И все время глядела на меня с упоенной, слепой улыбкой. Тогда я узнал то, что хотел воскресить под именем Диаса Грея. Узнал по-мужски быстро, безжалостно отбрасывая все ненужные, не идущие к делу слова и жесты.
Еще минута, еще повезет чуть-чуть, и эта Гертруда спустится с фотографии, чтобы спасти меня от уныния, от опоганенной любви, от грузной, искалеченной Гертруды. Придет и поведет меня за руку, и я напишу другое начало, другую встречу; я опишу, как, неловко улыбаясь и закрыв глаза, словно сомнамбула, она хотела, чтобы он ее обнял, и была по-старинному смелой и смущенной сразу. Еще минутку, еще хоть что-нибудь, и я спасен — чашка чаю, кофе, может, бутылка пива из холодильника. В портрете Гертруды, Штейна и Монтевидео я хотел отыскать мою молодость, самый ее исток (он смутно мерещился мне, но был еще непонятен), и все, что со мной случилось, к чему я пришел, от чего страдал, как в загоне.
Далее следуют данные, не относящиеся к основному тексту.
impl ConverterRegistry {
    pub fn builder() -> RegistryBuilder {
        RegistryBuilder::new()
    }

    /// Selects the converter and concrete media type that best satisfy `accept`.
    ///
    /// Every client media type is paired with every compatible declaration of every
    /// converter of the raw entity type. Pairs are ranked by the product of client and
    /// declared quality, then by client specificity, then by declared specificity; the
    /// first pair found wins a full tie. Pairs with a zero quality on either side and
    /// pairs that cannot name a concrete media type never win.
    ///
    /// A concrete type takes its client quality from the most specific range covering it,
    /// so `text/plain;q=0, */*` never yields `text/plain`.
    ///
    /// # Errors
    ///
    /// [`NegotiationError::NotAcceptable`] when no pair qualifies.
    pub fn lookup_for_encode(&self, entity_type: &EntityType, accept: &[MediaType]) -> Result<Selection<'_>, NegotiationError> {
        let mut best: Option<(Rank, &dyn Converter, Mime)> = None;

        for client in accept.iter().filter(|client| !client.quality().is_zero()) {
            for converter in self.converters_of(entity_type.raw()) {
                for declared in converter.accepts().iter().filter(|declared| !declared.quality().is_zero()) {
                    let Some(mime) = declared.intersect(client) else {
                        continue;
                    };
                    if let Some(range) = governing_range(accept, client, &mime) {
                        trace!(%entity_type, %client, %range, media_type = %mime, "candidate governed by another range");
                        continue;
                    }
                    let rank = Rank {
                        weight: client.quality().weight(declared.quality()),
                        client_specificity: client.specificity(),
                        declared_specificity: declared.specificity(),
                    };
                    trace!(%entity_type, %client, %declared, ?rank, "encode candidate");
                    if best.as_ref().is_none_or(|(best_rank, ..)| rank > *best_rank) {
                        best = Some((rank, converter, mime));
                    }
                }
            }
        }

        match best {
            Some((rank, converter, mime)) => {
                let media_type = MediaType::new(mime).with_quality(Quality::from_weight(rank.weight));
                Ok(Selection { converter, media_type })
            }
            None => {
                let error = NegotiationError::NotAcceptable {
                    entity: entity_type.to_string(),
                    requested: join(accept.iter()),
                    offered: self.offered(entity_type.raw()),
                };
                debug!(cause = %error, "encode lookup failed");
                Err(error)
            }
        }
    }

    /// Selects the converter that reads `content_type` into the entity type.
    ///
    /// A declaration with the same `type/subtype` wins; otherwise the compatible
    /// declaration with the highest declared quality, the first registered on ties.
    ///
    /// # Errors
    ///
    /// [`NegotiationError::UnsupportedMediaType`] when no declaration is compatible.
    pub fn lookup_for_decode(&self, entity_type: &EntityType, content_type: &MediaType) -> Result<&dyn Converter, NegotiationError> {
        let exact = self.converters_of(entity_type.raw()).find(|converter| {
            converter.accepts().iter().any(|declared| !declared.quality().is_zero() && declared.essence() == content_type.essence())
        });
        if let Some(converter) = exact {
            return Ok(converter);
        }

        let mut best: Option<(Quality, &dyn Converter)> = None;
        for converter in self.converters_of(entity_type.raw()) {
            for declared in converter.accepts() {
                if declared.quality().is_zero() || !declared.is_compatible(content_type) {
                    continue;
                }
                if best.as_ref().is_none_or(|(quality, _)| declared.quality() > *quality) {
                    best = Some((declared.quality(), converter));
                }
            }
        }

        best.map(|(_, converter)| converter).ok_or_else(|| {
            let error = NegotiationError::UnsupportedMediaType {
                entity: entity_type.to_string(),
                content_type: content_type.essence().to_string(),
                supported: self.offered(entity_type.raw()),
            };
            debug!(cause = %error, "decode lookup failed");
            error
        })
    }

    pub fn converter_for(&self, entity_type: TypeKey, format: FormatId) -> Option<&dyn Converter> {
        self.converters_of(entity_type).find(|converter| converter.format() == format)
    }

    pub fn codec(&self, format: FormatId) -> Result<&dyn FormatCodec, ConversionError> {
        self.formats.get(&format).map(|codec| &**codec).ok_or(ConversionError::UnknownFormat { format })
    }

    /// Negotiates, converts and writes `entity`.
    ///
    /// # Errors
    ///
    /// [`RestError::Negotiation`] when nothing in `accept` can be produced and
    /// [`RestError::Encode`] when conversion or writing fails.
    pub fn encode(
        &self,
        entity: &dyn Any,
        entity_type: &EntityType,
        accept: &[MediaType],
        attributes: &Arguments,
    ) -> Result<Encoded, RestError> {
        let selection = self.lookup_for_encode(entity_type, accept)?;
        let converter = selection.converter();
        let codec = self.codec(converter.format()).map_err(RestError::encode)?;

        let context = ConversionContext::new(self, selection.media_type(), converter.format(), attributes);
        let representation =
            converter.to_representation(entity, &context, entity_type.arguments()).map_err(RestError::encode)?;
        let (body, content_type) = codec.write(representation, selection.media_type().mime()).map_err(RestError::encode)?;

        Ok(Encoded { media_type: selection.into_media_type(), content_type, body })
    }

    /// Reads `body` as `content_type` and converts it into the entity type.
    ///
    /// `content_type` is the full header value; its parameters reach the codec.
    ///
    /// # Errors
    ///
    /// [`RestError::Negotiation`] when the content type is not supported and
    /// [`RestError::Decode`] when reading or conversion fails.
    pub fn decode(
        &self,
        body: Bytes,
        entity_type: &EntityType,
        content_type: &Mime,
        attributes: &Arguments,
    ) -> Result<Entity, RestError> {
        let media_type = MediaType::new(content_type.clone());
        let converter = self.lookup_for_decode(entity_type, &media_type)?;
        let codec = self.codec(converter.format()).map_err(RestError::decode)?;
        let representation = codec.read(body, content_type).map_err(RestError::decode)?;

        let context = ConversionContext::new(self, &media_type, converter.format(), attributes);
        converter.from_representation(representation, &context, entity_type.arguments()).map_err(RestError::decode)
    }

    /// [`decode`](Self::decode) for a non-generic entity type.
    pub fn decode_as<T: 'static>(&self, body: Bytes, content_type: &Mime, attributes: &Arguments) -> Result<T, RestError> {
        let entity = self.decode(body, &EntityType::of::<T>(), content_type, attributes)?;
        entity
            .downcast::<T>()
            .map(|entity| *entity)
            .map_err(|_entity| RestError::decode(ConversionError::unexpected_entity(type_name::<T>())))
    }

    /// Converts a raw route argument with the text converter of `entity_type`.
    ///
    /// # Errors
    ///
    /// [`ConversionError::Lookup`] when the type has no text converter, any other
    /// [`ConversionError`] when the value does not convert.
    pub fn parse_text(&self, entity_type: &EntityType, raw: &str) -> Result<Entity, ConversionError> {
        let converter = self.converter_for(entity_type.raw(), FormatId::TEXT).ok_or_else(|| {
            NegotiationError::UnsupportedMediaType {
                entity: entity_type.to_string(),
                content_type: mime::TEXT_PLAIN.to_string(),
                supported: self.offered(entity_type.raw()),
            }
        })?;

        let media_type = converter
            .accepts()
            .iter()
            .find(|declared| declared.is_concrete())
            .cloned()
            .unwrap_or_else(|| MediaType::new(mime::TEXT_PLAIN));
        let context = ConversionContext::new(self, &media_type, FormatId::TEXT, Arguments::empty());
        converter.from_representation(Representation::Text(raw.to_string()), &context, entity_type.arguments())
    }

    fn converters_of(&self, entity_type: TypeKey) -> impl Iterator<Item = &dyn Converter> {
        self.converters.get(&entity_type).into_iter().flatten().map(|converter| &**converter)
    }

    fn offered(&self, entity_type: TypeKey) -> String {
        join(self.converters_of(entity_type).flat_map(|converter| converter.accepts().iter()))
    }
}
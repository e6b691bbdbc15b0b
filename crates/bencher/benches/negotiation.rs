use bencher::{TestCase, TestRequest};
use criterion::{BenchmarkId, Criterion, criterion_group, criterion_main};
use micro_rest::converter::{ConverterRegistry, JsonConverter, Tuple3, Tuple3Converter};
use micro_rest::router::Arguments;
use micro_rest::{EntityType, parse_accept};
use std::hint::black_box;

static ANY: TestRequest = TestRequest::new("/", "*/*");
static BROWSER: TestRequest =
    TestRequest::new("/", "text/html,application/xhtml+xml,application/xml;q=0.9,image/avif,image/webp,*/*;q=0.8");
static WEIGHTED: TestRequest = TestRequest::new("/", "text/plain;q=0.3, application/json;q=0.7, text/*;q=0.5");

fn create_test_cases() -> Vec<TestCase> {
    vec![
        TestCase::small("accept_any", ANY),
        TestCase::normal("accept_browser", BROWSER),
        TestCase::normal("accept_weighted", WEIGHTED),
    ]
}

fn registry() -> ConverterRegistry {
    ConverterRegistry::builder()
        .with_default_formats()
        .and_then(|builder| builder.with_scalars())
        .and_then(|builder| builder.register(JsonConverter::<i64>::new()))
        .and_then(|builder| builder.register(Tuple3Converter::new()))
        .expect("registry should be valid")
        .build()
}

fn benchmark_lookup(criterion: &mut Criterion) {
    let registry = registry();
    let entity_type = EntityType::of::<i64>();
    let mut group = criterion.benchmark_group("lookup_for_encode");

    for case in create_test_cases() {
        let accept = parse_accept(case.request().accept()).expect("accept header should be valid");
        group.bench_with_input(BenchmarkId::from_parameter(case.name()), &accept, |b, accept| {
            b.iter(|| black_box(registry.lookup_for_encode(&entity_type, black_box(accept)).is_ok()));
        });
    }

    group.finish();
}

fn benchmark_encode_tuple(criterion: &mut Criterion) {
    let registry = registry();
    let entity_type = Tuple3::entity_type(EntityType::of::<i64>(), EntityType::of::<String>(), EntityType::of::<i64>());
    let tuple = Tuple3::new(42_i64, String::from("answer"), -1_i64);
    let accept = parse_accept(WEIGHTED.accept()).expect("accept header should be valid");

    criterion.bench_function("encode_tuple3", |b| {
        b.iter(|| black_box(registry.encode(&tuple, &entity_type, &accept, Arguments::empty()).is_ok()));
    });
}

criterion_group!(negotiation, benchmark_lookup, benchmark_encode_tuple);
criterion_main!(negotiation);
Я встал и пошел в кухню. На полу у дверей лежал конверт, исписанный неуклюжими синими буквами. Там были и полное имя соседки моей, Кеки, и три буквы в обратном адресе, и какая-то улица в Кордове. В холодильнике стояло только вино. Я отхлебнул и вернулся к себе, не вскрывая конверта, и повертел его перед лампой, зная, что не вскрою — зачем читать чужое письмо.
Ручку я не взял. Я думал о соседке, о ее полузабытом профиле, голосе, смехе, обо всем, что я про нее знал. Когда кончится ночь, когда я встану, покорно признав, что проиграл, что мне не спастись, потому что я не создал шкуры для врача из Санта-Марии и не влез в нее сам; в какую-то из последних минут этой ночи, когда, чтобы удержать тьму, придется закрыть балкон и опустить жалюзи, говоря какие-то ночные слова, Кека, Энрикета, вернется, напевая, одна или в сопровождении мужских шагов. Она вернется из гостей или с вечеринки, усталая, подвыпившая, и будет напевать, раздеваясь. Близко, рядом с моими ушами, она обнажит горячее тело, покрывшееся потом еще тогда, когда она танцевала — кружево, подвязки, застежки, — и оркестр внезапно замолчал на проигрывателе.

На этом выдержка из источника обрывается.